─── Data for the task ───

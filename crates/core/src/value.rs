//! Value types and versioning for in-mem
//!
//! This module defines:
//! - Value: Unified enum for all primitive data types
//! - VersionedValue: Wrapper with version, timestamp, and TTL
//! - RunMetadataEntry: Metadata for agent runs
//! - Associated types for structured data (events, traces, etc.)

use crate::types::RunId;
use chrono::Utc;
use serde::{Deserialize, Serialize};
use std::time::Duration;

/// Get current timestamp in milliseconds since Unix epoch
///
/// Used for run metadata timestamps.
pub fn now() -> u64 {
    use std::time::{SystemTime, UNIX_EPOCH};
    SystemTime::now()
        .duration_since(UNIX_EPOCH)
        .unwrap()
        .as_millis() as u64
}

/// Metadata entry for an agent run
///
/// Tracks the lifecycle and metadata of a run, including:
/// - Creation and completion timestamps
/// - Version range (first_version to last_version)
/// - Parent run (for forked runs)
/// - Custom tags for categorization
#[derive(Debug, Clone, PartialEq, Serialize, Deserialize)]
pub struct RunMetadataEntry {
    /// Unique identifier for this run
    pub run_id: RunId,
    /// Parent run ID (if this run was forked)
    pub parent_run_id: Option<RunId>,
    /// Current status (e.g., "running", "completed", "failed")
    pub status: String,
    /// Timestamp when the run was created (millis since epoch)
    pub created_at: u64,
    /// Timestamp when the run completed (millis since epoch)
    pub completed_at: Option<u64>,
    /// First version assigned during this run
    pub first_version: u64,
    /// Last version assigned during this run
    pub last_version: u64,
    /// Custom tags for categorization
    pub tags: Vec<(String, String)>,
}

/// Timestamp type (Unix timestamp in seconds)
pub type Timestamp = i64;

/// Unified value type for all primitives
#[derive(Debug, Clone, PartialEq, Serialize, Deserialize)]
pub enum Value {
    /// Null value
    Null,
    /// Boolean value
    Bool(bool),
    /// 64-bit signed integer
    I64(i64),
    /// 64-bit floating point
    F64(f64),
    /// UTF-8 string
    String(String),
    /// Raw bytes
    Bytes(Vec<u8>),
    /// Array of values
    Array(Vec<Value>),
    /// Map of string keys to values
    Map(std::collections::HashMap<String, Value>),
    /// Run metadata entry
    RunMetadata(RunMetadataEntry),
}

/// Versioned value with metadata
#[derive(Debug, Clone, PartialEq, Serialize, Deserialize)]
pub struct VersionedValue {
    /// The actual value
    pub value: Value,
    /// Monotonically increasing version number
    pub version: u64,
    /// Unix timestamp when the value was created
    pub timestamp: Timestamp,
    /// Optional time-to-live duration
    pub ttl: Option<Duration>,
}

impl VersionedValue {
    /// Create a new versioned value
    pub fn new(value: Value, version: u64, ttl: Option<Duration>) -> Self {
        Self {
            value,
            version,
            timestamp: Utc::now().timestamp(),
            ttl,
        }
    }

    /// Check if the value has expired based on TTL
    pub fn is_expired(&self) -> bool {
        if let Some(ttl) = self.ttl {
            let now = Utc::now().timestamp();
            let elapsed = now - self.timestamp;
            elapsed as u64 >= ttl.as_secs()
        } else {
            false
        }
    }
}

───
─── Data for the task ───

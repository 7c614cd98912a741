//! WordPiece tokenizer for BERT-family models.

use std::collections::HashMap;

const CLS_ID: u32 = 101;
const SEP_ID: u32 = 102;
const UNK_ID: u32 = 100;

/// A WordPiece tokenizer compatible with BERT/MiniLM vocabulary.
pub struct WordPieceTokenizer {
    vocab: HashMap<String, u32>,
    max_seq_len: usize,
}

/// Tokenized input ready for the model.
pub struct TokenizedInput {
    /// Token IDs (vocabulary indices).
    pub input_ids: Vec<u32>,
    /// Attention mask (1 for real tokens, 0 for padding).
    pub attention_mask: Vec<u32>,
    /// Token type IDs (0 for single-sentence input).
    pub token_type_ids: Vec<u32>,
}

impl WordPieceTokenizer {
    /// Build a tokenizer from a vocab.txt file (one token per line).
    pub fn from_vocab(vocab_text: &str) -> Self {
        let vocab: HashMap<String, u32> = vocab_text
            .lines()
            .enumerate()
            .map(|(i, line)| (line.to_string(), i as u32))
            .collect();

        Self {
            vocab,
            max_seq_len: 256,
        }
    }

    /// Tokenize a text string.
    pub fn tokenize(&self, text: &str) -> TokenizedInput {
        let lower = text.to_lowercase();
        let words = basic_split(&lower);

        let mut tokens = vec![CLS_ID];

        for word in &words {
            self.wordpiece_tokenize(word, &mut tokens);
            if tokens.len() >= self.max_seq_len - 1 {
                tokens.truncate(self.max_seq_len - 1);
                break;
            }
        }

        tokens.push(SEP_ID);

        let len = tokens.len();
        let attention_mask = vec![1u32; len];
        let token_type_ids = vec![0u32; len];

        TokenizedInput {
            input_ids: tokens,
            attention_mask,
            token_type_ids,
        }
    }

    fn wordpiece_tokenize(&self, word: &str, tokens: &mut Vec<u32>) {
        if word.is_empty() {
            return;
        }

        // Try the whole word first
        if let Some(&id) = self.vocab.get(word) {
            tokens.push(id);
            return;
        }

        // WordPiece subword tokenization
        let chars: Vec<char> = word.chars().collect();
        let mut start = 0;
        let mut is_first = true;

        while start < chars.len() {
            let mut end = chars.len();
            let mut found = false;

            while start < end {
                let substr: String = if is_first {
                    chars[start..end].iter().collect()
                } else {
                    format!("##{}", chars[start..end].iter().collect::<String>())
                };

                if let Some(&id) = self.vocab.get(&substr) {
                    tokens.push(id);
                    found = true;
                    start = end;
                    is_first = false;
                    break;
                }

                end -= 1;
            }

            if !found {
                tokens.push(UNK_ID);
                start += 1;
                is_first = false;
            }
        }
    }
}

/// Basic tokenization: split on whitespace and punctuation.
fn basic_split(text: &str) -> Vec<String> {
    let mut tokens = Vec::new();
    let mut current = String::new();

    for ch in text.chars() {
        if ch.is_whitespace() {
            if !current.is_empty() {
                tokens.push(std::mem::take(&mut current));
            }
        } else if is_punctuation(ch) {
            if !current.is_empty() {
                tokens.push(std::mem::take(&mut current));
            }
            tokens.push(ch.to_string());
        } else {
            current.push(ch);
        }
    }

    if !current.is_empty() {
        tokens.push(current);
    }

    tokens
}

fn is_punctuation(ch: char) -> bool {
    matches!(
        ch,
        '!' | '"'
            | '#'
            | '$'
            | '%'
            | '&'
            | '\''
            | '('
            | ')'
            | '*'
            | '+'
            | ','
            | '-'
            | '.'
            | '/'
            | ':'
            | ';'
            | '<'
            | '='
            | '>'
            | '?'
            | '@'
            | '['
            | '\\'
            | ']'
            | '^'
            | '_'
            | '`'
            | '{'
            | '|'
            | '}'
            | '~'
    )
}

───
─── Data for the task ───

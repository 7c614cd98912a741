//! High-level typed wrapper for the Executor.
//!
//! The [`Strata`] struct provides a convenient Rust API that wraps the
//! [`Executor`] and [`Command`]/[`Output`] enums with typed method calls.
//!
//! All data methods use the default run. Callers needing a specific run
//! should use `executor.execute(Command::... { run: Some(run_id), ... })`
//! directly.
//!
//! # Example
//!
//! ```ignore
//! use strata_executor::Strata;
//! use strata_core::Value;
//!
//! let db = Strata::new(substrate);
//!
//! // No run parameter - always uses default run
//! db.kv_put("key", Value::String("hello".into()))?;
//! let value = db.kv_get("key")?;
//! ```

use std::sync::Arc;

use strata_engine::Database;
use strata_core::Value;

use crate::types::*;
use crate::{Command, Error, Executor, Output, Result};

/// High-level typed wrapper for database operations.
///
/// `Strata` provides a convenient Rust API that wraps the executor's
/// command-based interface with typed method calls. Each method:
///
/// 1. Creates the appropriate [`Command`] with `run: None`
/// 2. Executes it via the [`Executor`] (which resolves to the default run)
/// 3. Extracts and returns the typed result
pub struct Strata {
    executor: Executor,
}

───

> [Problem]: Line count for "Unified": count the lines in the records above that hold this word, and give only the number.

> [Answer space]: 2